Questions are likely to arise about the adequacy of the employer's information security policies, whether it has warned staff of the consequences of mingling work and private communications, whether it has warned staff about monitoring and whether any consequences that follow for employees are fair and reasonable.

As we highlighted in  our article last year, employers can rely on software to track how employees are spending their time – how many emails are being sent per hour, how often the mouse is used, what location they are working from and to monitor teams and other messaging channels traffic. Employees should not overlook this and be aware that their use of work devices and platforms is fettered.
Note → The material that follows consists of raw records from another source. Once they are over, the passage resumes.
#[async_trait]
impl AssignmentStore for PgBackend {
    async fn entity_exists(&self, entity_id: &EntityId) -> Result<bool, StoreError> {
        let exists = sqlx::query_scalar::<_, bool>(
            "SELECT EXISTS (SELECT 1 FROM entities WHERE id = $1)",
        )
        .bind(entity_id.as_str())
        .fetch_one(&self.pool)
        .await?;
        Ok(exists)
    }

    async fn load_nodes(&self, ids: &[NodeId]) -> Result<Vec<HierarchyNode>, StoreError> {
        let ids: Vec<String> = ids.iter().map(|id| id.as_str().to_string()).collect();
        let rows = sqlx::query_as::<_, NodeRow>(&format!("{NODE_SELECT} WHERE id = ANY($1)"))
            .bind(&ids)
            .fetch_all(&self.pool)
            .await?;
        rows.into_iter().map(HierarchyNode::try_from).collect()
    }

    async fn load_active_assignments(
        &self,
        entity_id: &EntityId,
    ) -> Result<Vec<Assignment>, StoreError> {
        let rows = sqlx::query_as::<_, AssignmentRow>(
            r#"
            SELECT entity_id, node_id, proficiency_level, version, updated_at
            FROM assignments
            WHERE entity_id = $1
            ORDER BY node_id
            "#,
        )
        .bind(entity_id.as_str())
        .fetch_all(&self.pool)
        .await?;
        rows.into_iter().map(Assignment::try_from).collect()
    }

    async fn apply_sync(
        &self,
        plan: &SyncPlan,
        context: &MutationContext,
    ) -> Result<ApplyOutcome, StoreError> {
        let entity = &plan.entity_id;
        let mut tx = self.pool.begin().await?;
        let mut logger = AuditLogger::new(context.clone());
        let mut changes = Vec::with_capacity(plan.change_count());
        let mut conflicts = Vec::new();

        // Nodes may have been disabled since the plan was read
        let targets: Vec<&NodeId> = plan
            .to_update
            .iter()
            .map(|u| &u.node_id)
            .chain(plan.to_create.iter().map(|c| &c.node_id))
            .collect();
        let ids: Vec<String> = targets.iter().map(|id| id.as_str().to_string()).collect();
        let nodes = share_nodes(&mut tx, &ids).await?;
        for node_id in targets {
            let node = nodes.iter().find(|n| &n.id == node_id);
            if let Some(conflict) = SyncConflict::unusable_node(node_id, node) {
                conflicts.push(conflict);
            }
        }
        if !conflicts.is_empty() {
            tx.rollback().await?;
            return Ok(ApplyOutcome::Conflicted(conflicts));
        }

        for update in &plan.to_update {
            let Some(before) =
                supersede_guarded(&mut tx, entity, &update.node_id, update.expected_version, context.at)
                    .await?
            else {
                conflicts.push(SyncConflict::version_mismatch(
                    update.node_id.clone(),
                    update.expected_version,
                ));
                continue;
            };

            match insert_version(&mut tx, entity, &update.node_id, update.to, context.at).await? {
                Some(after) => {
                    logger.assignment_updated(&before, &after);
                    changes.push(AppliedChange {
                        node_id: update.node_id.clone(),
                        kind: ChangeKind::Update,
                        version: after.version,
                    });
                },
                None => conflicts.push(SyncConflict::version_mismatch(
                    update.node_id.clone(),
                    update.expected_version,
                )),
            }
        }

        for supersede in &plan.to_supersede {
            match supersede_guarded(
                &mut tx,
                entity,
                &supersede.node_id,
                supersede.expected_version,
                context.at,
            )
            .await?
            {
                Some(before) => {
                    logger.assignment_superseded(&before);
                    changes.push(AppliedChange {
                        node_id: supersede.node_id.clone(),
                        kind: ChangeKind::Supersede,
                        version: before.version,
                    });
                },
                None => conflicts.push(SyncConflict::version_mismatch(
                    supersede.node_id.clone(),
                    supersede.expected_version,
                )),
            }
        }

        for create in &plan.to_create {
            match insert_version(&mut tx, entity, &create.node_id, create.proficiency_level, context.at)
                .await?
            {
                Some(after) => {
                    logger.assignment_created(&after);
                    changes.push(AppliedChange {
                        node_id: create.node_id.clone(),
                        kind: ChangeKind::Create,
                        version: after.version,
                    });
                },
                None => conflicts.push(SyncConflict::new(
                    create.node_id.clone(),
                    crate::ErrorKind::Conflict,
                    "an active assignment was created concurrently",
                )),
            }
        }

        if !conflicts.is_empty() {
            tx.rollback().await?;
            return Ok(ApplyOutcome::Conflicted(conflicts));
        }

        let records = logger.into_records();
        queries::insert_audit_records(&mut tx, &records).await?;
        tx.commit().await?;

        audit::emit(&records);
        Ok(ApplyOutcome::Applied(changes))
    }

    async fn create_node(
        &self,
        node: &NewNode,
        context: &MutationContext,
    ) -> Result<HierarchyNode, StoreError> {
        let mut tx = self.pool.begin().await?;

        let exists = sqlx::query_scalar::<_, bool>(
            "SELECT EXISTS (SELECT 1 FROM hierarchy_nodes WHERE id = $1)",
        )
        .bind(node.id.as_str())
        .fetch_one(&mut *tx)
        .await?;
        if exists {
            return Err(StoreError::Malformed(format!("node {} already exists", node.id)));
        }

        let parent = match &node.parent_id {
            Some(parent_id) => Some(
                lock_node(&mut tx, parent_id)
                    .await?
                    .filter(|p| !p.disabled)
                    .ok_or_else(|| {
                        StoreError::NotFound(format!("parent node {parent_id} not found"))
                    })?,
            ),
            None => None,
        };
        let level = hierarchy::level_for_child(parent.as_ref())?;

        let row = sqlx::query_as::<_, NodeRow>(
            r#"
            INSERT INTO hierarchy_nodes (id, parent_id, level, attributes)
            VALUES ($1, $2, $3, $4)
            RETURNING id, parent_id, level, attributes, disabled
            "#,
        )
        .bind(node.id.as_str())
        .bind(node.parent_id.as_ref().map(NodeId::as_str))
        .bind(i16::from(level))
        .bind(JsonValue::Object(node.attributes.clone()))
        .fetch_one(&mut *tx)
        .await?;
        let created = HierarchyNode::try_from(row)?;

        let mut logger = AuditLogger::new(context.clone());
        logger.node_created(&created);
        let records = logger.into_records();
        queries::insert_audit_records(&mut tx, &records).await?;
        tx.commit().await?;

        audit::emit(&records);
        Ok(created)
    }

    async fn disable_node(
        &self,
        id: &NodeId,
        context: &MutationContext,
    ) -> Result<HierarchyNode, StoreError> {
        let mut tx = self.pool.begin().await?;

        let before = lock_node(&mut tx, id)
            .await?
            .ok_or_else(|| StoreError::NotFound(format!("node {id} not found")))?;
        if before.disabled {
            tx.rollback().await?;
            return Ok(before);
        }

        let row = sqlx::query_as::<_, NodeRow>(
            r#"
            UPDATE hierarchy_nodes SET disabled = TRUE
            WHERE id = $1
            RETURNING id, parent_id, level, attributes, disabled
            "#,
        )
        .bind(id.as_str())
        .fetch_one(&mut *tx)
        .await?;
        let after = HierarchyNode::try_from(row)?;

        let mut logger = AuditLogger::new(context.clone());
        logger.node_disabled(&before, &after);
        let records = logger.into_records();
        queries::insert_audit_records(&mut tx, &records).await?;
        tx.commit().await?;

        audit::emit(&records);
        Ok(after)
    }

    async fn audit_records_for(
        &self,
        entity_id: &EntityId,
    ) -> Result<Vec<AuditRecord>, StoreError> {
        Ok(queries::audit_records_for_entity(&self.pool, entity_id).await?)
    }
}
But there are also tricky issues for employers, who cannot simply assume that the inadvertent appearance of private information on work-based systems means that all rights to privacy in that information have been waived. Questions are likely to arise about the adequacy of the employer's information security policies, whether it has warned staff of the consequences of mingling work and private communications, whether it has warned staff about monitoring and whether any consequences that follow for employees are fair and reasonable.

Regulatory alert

Employers must also be aware of the risk of regulatory intervention if they allow the use of unofficial communications channels to run riot. In December last year, the Securities and Exchange Commission in the US announced charges against J.P. Morgan Securities LLC (JPMS), after JPMS admitted that, over a three-year period, its employees often communicated about securities business matters on their personal devices, using text messages, WhatsApp, and personal email accounts. None of these records were preserved by the firm as required by the federal securities laws. JPMS further admitted that these failures were firm-wide and that practices were not hidden within the firm. It received a fine of $200million.

So what's the message?

New ways of working bring new risks. From an employee perspective, the potential technological complexity of hybrid working creates a very real risk of confidential, personal information being disseminated more widely than originally intended. Employees need to be savvy, to ensure that their expectations of privacy in the workplace have caught up with the realities of the hybrid working world.

On the other hand, privacy breaches and monitoring systems raise a range of regulatory and practical issues for employers and should not be used indiscriminately or without warning. In general, employment tribunals (and the Information Commissioner) take the view that employees ought to be warned of the consequences of the personal use of workplace systems and regulators are taking an increased interest in practices that might militate against proper record keeping, with potentially expensive consequences for employers who have failed to keep up.

The content of this article is intended to provide a general guide to the subject matter. Specialist advice should be sought about your specific circumstances.